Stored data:
---

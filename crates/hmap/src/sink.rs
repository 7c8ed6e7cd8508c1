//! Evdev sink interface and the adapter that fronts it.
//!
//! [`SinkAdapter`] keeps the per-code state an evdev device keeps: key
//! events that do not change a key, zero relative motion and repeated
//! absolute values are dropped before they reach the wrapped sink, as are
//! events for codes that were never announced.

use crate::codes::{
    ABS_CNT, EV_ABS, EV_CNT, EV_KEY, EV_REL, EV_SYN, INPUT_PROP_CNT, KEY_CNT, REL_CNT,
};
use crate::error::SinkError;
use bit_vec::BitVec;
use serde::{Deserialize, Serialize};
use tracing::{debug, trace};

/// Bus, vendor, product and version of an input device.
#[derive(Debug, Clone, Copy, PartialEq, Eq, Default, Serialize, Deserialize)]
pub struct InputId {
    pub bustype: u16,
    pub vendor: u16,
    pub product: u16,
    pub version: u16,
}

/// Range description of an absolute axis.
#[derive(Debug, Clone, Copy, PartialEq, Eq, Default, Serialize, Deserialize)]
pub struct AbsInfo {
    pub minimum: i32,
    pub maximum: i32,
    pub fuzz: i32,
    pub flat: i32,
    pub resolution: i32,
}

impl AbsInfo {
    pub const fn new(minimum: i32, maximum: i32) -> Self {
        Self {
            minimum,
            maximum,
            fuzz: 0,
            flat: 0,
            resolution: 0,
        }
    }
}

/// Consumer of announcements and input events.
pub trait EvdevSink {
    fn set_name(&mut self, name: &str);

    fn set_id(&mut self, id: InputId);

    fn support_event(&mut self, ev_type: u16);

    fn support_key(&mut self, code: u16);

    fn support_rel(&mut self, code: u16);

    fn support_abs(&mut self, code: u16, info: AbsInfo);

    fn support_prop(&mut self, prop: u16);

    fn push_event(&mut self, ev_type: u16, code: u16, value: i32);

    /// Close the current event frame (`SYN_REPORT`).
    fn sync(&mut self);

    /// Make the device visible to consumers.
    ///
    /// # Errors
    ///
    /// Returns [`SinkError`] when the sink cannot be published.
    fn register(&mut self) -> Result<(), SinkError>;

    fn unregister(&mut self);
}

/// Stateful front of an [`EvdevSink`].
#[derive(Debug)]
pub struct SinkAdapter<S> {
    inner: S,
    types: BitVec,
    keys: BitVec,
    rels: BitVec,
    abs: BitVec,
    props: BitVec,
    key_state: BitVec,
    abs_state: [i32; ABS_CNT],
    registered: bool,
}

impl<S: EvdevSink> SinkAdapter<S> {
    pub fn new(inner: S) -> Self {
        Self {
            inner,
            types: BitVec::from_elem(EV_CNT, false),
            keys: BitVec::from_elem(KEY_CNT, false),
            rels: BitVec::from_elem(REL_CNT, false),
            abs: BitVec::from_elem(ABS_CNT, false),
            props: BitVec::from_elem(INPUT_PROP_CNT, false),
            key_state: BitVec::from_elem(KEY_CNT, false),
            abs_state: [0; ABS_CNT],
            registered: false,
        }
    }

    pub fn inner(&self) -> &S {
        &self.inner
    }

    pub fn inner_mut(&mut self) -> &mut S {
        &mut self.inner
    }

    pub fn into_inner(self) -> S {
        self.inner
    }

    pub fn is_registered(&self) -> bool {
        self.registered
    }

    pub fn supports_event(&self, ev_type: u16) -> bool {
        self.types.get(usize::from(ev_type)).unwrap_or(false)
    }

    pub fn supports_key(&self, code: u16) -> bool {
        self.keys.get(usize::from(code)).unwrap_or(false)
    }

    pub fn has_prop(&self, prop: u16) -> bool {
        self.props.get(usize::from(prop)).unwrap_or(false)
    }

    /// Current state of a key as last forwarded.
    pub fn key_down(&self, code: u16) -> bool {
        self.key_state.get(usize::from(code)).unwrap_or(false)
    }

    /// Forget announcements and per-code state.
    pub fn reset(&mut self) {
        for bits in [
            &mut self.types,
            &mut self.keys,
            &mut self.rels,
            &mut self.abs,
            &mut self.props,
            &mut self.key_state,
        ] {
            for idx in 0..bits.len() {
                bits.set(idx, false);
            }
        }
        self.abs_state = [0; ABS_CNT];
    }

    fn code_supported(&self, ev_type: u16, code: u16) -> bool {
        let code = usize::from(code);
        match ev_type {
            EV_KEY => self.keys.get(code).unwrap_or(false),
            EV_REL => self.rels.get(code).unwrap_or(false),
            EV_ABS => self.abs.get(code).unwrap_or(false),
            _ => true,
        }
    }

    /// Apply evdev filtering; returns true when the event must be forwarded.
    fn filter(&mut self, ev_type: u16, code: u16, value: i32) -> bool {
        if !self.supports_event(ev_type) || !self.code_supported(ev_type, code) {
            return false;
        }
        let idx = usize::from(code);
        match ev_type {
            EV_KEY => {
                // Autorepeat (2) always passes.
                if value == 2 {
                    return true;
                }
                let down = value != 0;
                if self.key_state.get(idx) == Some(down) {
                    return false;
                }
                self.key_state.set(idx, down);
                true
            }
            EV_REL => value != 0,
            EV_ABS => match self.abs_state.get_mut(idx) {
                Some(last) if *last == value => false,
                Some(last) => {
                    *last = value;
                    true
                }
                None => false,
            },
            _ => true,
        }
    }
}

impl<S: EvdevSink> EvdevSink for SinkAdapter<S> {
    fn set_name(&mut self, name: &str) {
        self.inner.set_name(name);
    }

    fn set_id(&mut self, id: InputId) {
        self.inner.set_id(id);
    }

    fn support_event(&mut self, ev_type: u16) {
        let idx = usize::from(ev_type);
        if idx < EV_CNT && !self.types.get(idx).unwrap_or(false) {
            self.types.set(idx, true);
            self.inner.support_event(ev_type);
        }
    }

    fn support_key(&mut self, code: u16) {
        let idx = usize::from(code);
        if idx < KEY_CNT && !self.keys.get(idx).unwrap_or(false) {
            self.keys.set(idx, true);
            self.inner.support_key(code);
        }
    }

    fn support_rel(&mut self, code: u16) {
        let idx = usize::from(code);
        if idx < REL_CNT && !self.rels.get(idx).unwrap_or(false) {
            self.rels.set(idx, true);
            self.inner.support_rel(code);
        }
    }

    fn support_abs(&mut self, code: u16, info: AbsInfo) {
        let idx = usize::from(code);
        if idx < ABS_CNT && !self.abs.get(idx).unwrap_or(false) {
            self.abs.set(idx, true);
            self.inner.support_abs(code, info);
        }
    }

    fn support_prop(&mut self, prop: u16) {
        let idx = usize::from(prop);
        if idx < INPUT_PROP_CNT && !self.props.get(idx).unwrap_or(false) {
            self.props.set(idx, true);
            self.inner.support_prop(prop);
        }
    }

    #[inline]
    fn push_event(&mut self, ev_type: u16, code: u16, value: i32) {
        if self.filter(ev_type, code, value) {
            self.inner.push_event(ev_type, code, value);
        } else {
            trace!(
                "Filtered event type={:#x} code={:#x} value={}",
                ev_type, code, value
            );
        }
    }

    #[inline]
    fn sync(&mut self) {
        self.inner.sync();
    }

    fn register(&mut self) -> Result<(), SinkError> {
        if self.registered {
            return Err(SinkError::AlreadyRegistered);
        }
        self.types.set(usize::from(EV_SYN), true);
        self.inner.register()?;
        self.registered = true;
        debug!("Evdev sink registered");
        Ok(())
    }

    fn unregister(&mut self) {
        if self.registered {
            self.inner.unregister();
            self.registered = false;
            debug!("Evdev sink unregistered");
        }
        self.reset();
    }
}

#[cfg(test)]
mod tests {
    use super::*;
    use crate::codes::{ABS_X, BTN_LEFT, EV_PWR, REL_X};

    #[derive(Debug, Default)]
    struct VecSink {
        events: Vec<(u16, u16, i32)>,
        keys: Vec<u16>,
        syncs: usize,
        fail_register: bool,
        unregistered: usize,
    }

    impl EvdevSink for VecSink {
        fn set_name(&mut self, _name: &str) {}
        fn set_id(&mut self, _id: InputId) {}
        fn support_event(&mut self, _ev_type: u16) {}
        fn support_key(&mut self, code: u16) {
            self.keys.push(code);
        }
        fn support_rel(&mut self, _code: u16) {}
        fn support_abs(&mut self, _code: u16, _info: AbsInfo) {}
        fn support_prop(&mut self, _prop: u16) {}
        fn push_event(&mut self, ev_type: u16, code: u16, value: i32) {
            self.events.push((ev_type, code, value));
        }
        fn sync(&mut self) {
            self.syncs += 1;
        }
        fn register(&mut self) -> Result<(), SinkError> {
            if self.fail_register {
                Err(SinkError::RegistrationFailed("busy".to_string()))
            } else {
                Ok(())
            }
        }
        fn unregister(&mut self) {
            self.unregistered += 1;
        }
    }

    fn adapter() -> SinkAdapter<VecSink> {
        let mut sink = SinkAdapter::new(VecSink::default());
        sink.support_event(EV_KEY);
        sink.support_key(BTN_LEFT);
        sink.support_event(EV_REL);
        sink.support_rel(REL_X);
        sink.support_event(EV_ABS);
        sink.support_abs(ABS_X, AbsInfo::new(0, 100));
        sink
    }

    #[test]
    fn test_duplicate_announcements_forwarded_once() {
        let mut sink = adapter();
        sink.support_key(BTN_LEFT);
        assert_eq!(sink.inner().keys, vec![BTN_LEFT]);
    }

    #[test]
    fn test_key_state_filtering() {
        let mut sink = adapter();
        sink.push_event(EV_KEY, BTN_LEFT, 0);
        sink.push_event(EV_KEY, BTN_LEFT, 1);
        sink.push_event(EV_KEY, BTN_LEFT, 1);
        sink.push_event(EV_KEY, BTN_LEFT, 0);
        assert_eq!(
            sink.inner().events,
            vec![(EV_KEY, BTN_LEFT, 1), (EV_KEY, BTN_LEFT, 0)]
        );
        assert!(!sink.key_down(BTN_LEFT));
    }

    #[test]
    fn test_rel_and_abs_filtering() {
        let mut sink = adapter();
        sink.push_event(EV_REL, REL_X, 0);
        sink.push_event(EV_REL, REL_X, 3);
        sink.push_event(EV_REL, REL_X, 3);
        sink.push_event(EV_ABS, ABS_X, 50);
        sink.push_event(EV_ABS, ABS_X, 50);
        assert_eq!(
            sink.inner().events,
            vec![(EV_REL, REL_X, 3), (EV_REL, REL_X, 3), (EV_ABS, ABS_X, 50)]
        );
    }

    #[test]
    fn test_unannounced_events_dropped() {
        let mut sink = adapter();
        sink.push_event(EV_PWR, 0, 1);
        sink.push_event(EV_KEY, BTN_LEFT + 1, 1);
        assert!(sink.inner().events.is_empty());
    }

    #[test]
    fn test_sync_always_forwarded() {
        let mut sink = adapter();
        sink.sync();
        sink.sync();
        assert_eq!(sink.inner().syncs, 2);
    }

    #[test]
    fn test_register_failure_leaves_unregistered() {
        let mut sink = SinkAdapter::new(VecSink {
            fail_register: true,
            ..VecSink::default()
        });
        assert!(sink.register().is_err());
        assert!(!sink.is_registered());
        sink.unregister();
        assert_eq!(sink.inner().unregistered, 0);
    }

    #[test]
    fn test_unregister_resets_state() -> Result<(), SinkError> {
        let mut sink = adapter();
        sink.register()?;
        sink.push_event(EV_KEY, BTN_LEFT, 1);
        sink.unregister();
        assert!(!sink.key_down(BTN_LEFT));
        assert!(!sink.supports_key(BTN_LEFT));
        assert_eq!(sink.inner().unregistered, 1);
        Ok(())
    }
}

---

YOUR ASSIGNMENT - Filter the entries down to the lines with the word "codes" in them.

FINISHED EXERCISE -
//! events for codes that were never announced.
use crate::codes::{
    use crate::codes::{ABS_X, BTN_LEFT, EV_PWR, REL_X};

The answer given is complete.